09 July 2010

Experimental Empanadas ...

Nowhere can I find an empanada dough that  I can get excited about! So... I'm taking the bull by the horns and playing with flours and tanginess. Vinegar? I don't think so ... lemon juice for me. Shortening? No, no, no! Olive oil. I shall combine the best from all the recipes I've researched and go for it!  Oh... and I may get messy. Get ready!

Just so you know ... I like empanadas that are more of the Mexican  corn flour tortilla-type as opposed to the Spanish flour-type ... they are heavier, but don't seem to absorb the oils from frying quite so much.

So here goes...

What could be more basic than flour, eggs, oil, and salt? In this case,  I have combined a traditional Spanish Asturian recipe that uses olive oil and lemons and the Mexican cornmeal tortilla recipe that is simply cornmeal, salt, and cold water. Because the cornmeal is really heavy, I added an even split on wheat flour and harina masa. It  worked well for my taste.

This is what the chilled dough looks like ... a happy little moist dough that is totally malleable without being sticky.

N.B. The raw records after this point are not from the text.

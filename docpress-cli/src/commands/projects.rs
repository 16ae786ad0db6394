use std::{fs, path::PathBuf};

use anyhow::{Context, Result, bail};
use clap::Subcommand;
use client::App;
use serde_json::Value;
use shared::models::{
    CodeOptions, ManualOptions, Project, ProjectCreateRequest, ProjectListQuery, ProjectType,
    ProjectUpdateRequest,
};

use super::print_json;

#[derive(Subcommand, Debug)]
pub enum ProjectsCommand {
    /// List your projects
    List {
        /// Only show projects of this type (code or manual)
        #[arg(long = "type")]
        project_type: Option<ProjectType>,
        #[arg(long)]
        page: Option<u32>,
        #[arg(long)]
        page_size: Option<u32>,
        /// Print the raw JSON payload
        #[arg(long)]
        json: bool,
    },
    /// Show one project and its configuration
    Show {
        id: i64,
        #[arg(long)]
        json: bool,
    },
    /// Create a project
    Create {
        #[arg(long)]
        name: String,
        /// Project type (code or manual)
        #[arg(long = "type", default_value = "code")]
        project_type: ProjectType,
        /// Manual template name
        #[arg(long)]
        template: Option<String>,
        /// Code layout, e.g. `single` or `two-column`
        #[arg(long)]
        layout: Option<String>,
    },
    /// Rename a project or replace its configuration
    Update {
        id: i64,
        #[arg(long)]
        name: Option<String>,
        /// Configuration as a JSON document
        #[arg(long)]
        config: Option<String>,
    },
    /// Delete a project
    Delete { id: i64 },
    /// Render a project to PDF synchronously
    ExportPdf {
        id: i64,
        /// Destination file
        #[arg(long, short)]
        output: PathBuf,
        /// Export options as a JSON document
        #[arg(long)]
        options: Option<String>,
    },
}

pub async fn run(app: &App, command: ProjectsCommand) -> Result<()> {
    let api = app.api();
    match command {
        ProjectsCommand::List {
            project_type,
            page,
            page_size,
            json,
        } => {
            let query = ProjectListQuery {
                project_type,
                page,
                page_size,
            };
            let listing = api
                .list_projects(&query)
                .await
                .context("failed to list projects")?;
            if json {
                return print_json(&listing.projects);
            }
            if listing.projects.is_empty() {
                println!("No projects found.");
                return Ok(());
            }
            println!("{:>6}  {:<7}  {:<17}  NAME", "ID", "TYPE", "UPDATED");
            for project in &listing.projects {
                println!(
                    "{:>6}  {:<7}  {:<17}  {}",
                    project.id,
                    project.project_type.to_string(),
                    project.updated_at.format("%Y-%m-%d %H:%M").to_string(),
                    project.project_name
                );
            }
            println!(
                "page {} of {} ({} projects)",
                listing.page,
                listing.total_pages.max(1),
                listing.total
            );
        }
        ProjectsCommand::Show { id, json } => {
            let project = api
                .get_project(id)
                .await
                .with_context(|| format!("failed to load project {id}"))?;
            if json {
                return print_json(&project);
            }
            print_project(&project)?;
        }
        ProjectsCommand::Create {
            name,
            project_type,
            template,
            layout,
        } => {
            let mut request = ProjectCreateRequest::new(name, project_type);
            match project_type {
                ProjectType::Code => {
                    request.code_options = layout.map(|layout| CodeOptions {
                        layout,
                        ..CodeOptions::default()
                    });
                }
                ProjectType::Manual => {
                    request.manual_options = template.map(|template| ManualOptions {
                        template,
                        ..ManualOptions::default()
                    });
                }
            }
            let created = api
                .create_project(&request)
                .await
                .context("failed to create project")?;
            println!(
                "Created project {} ({})",
                created.project_id, created.project_name
            );
        }
        ProjectsCommand::Update { id, name, config } => {
            let config_json = config.as_deref().map(parse_json).transpose()?;
            let request = ProjectUpdateRequest {
                project_name: name,
                config_json,
            };
            if request.project_name.is_none() && request.config_json.is_none() {
                bail!("nothing to update; pass --name and/or --config");
            }
            let project = api
                .update_project(id, &request)
                .await
                .with_context(|| format!("failed to update project {id}"))?;
            println!("Updated project {} ({})", project.id, project.project_name);
        }
        ProjectsCommand::Delete { id } => {
            let message = api
                .delete_project(id)
                .await
                .with_context(|| format!("failed to delete project {id}"))?;
            println!("{message}");
        }
        ProjectsCommand::ExportPdf {
            id,
            output,
            options,
        } => {
            let options = options
                .as_deref()
                .map(parse_json)
                .transpose()?
                .unwrap_or_else(|| Value::Object(serde_json::Map::new()));
            let pdf = api
                .export_project_pdf(id, &options)
                .await
                .with_context(|| format!("failed to export project {id}"))?;
            fs::write(&output, &pdf)
                .with_context(|| format!("failed to write {}", output.display()))?;
            println!("Wrote {} bytes to {}", pdf.len(), output.display());
        }
    }
    Ok(())
}

fn print_project(project: &Project) -> Result<()> {
    println!("{} (id {})", project.project_name, project.id);
    println!("type: {}", project.project_type);
    println!("created: {}", project.created_at.format("%Y-%m-%d %H:%M"));
    println!("updated: {}", project.updated_at.format("%Y-%m-%d %H:%M"));
    let config = project.config();
    if !config.is_null() {
        println!("config:");
        print_json(&config)?;
    }
    Ok(())
}

fn parse_json(raw: &str) -> Result<Value> {
    serde_json::from_str(raw).context("expected a JSON document")
}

I was an empanada rolling machine! Now I have a happy little pile of dough rounds that are ready to be loaded up. Tonight, I had mushrooms that needed eating, so ... Mushroom Empanadas courtesy of Milliken and Feniger's Mesa Mexicana ... recipe posted in the punchline.

This is the freshest of shitake mushrooms ('cause that's what I had and I love them), fresh parsley, onions, garlic, cayenne pepper, salt, black pepper,and butter.

Let's talk 'queso' - cheese  ... I use an even split of Monterey Jack, ricotta, and shredded Romano cheese ... they are as close as I can get to soft manchego, anejo, and panela cheeses.  I am a fan of Milliken and Feniger and they recommend this cheese blend for all sorts of Mexican recipes.

Every culture has the filled pastry ... and aren't we G-L-A-D ?

We made a dinner of these warm empanadas served with thinly sliced green cabbage, tomatilla salsa verde and sour cream with beans and rice that we had left over from a couple nights ago ... a glass of wine and it was a perfect Friday Night Knosh.


  1. These look so wonderful... a bit like a Cornish Pasty with Mexican flavourings!

  2. The only thing I will do to improve this empanada dough next time is to roll it thinner and perhaps add a tbsp. of brown sugar to the dough. I am on a mission to perfect empanadas because I find them such satisying little packets... and yes! They are very much like a Cornish pasty!

  3. NO WAY! You are wonderful you know that? I have been searching for the perfect vegetarian filling and here it is. Your empanada dough looks perfect - very crisp - and the filling - I could go on and on - I love the idea of mushrooms as a filling but with cheese - you've elevated empanada to a whole new level.

  4. Oh Trissa! I am honored that you think my lowly empanada filling worthy! It was good, by the by! The only thing ... roll the dough thinly!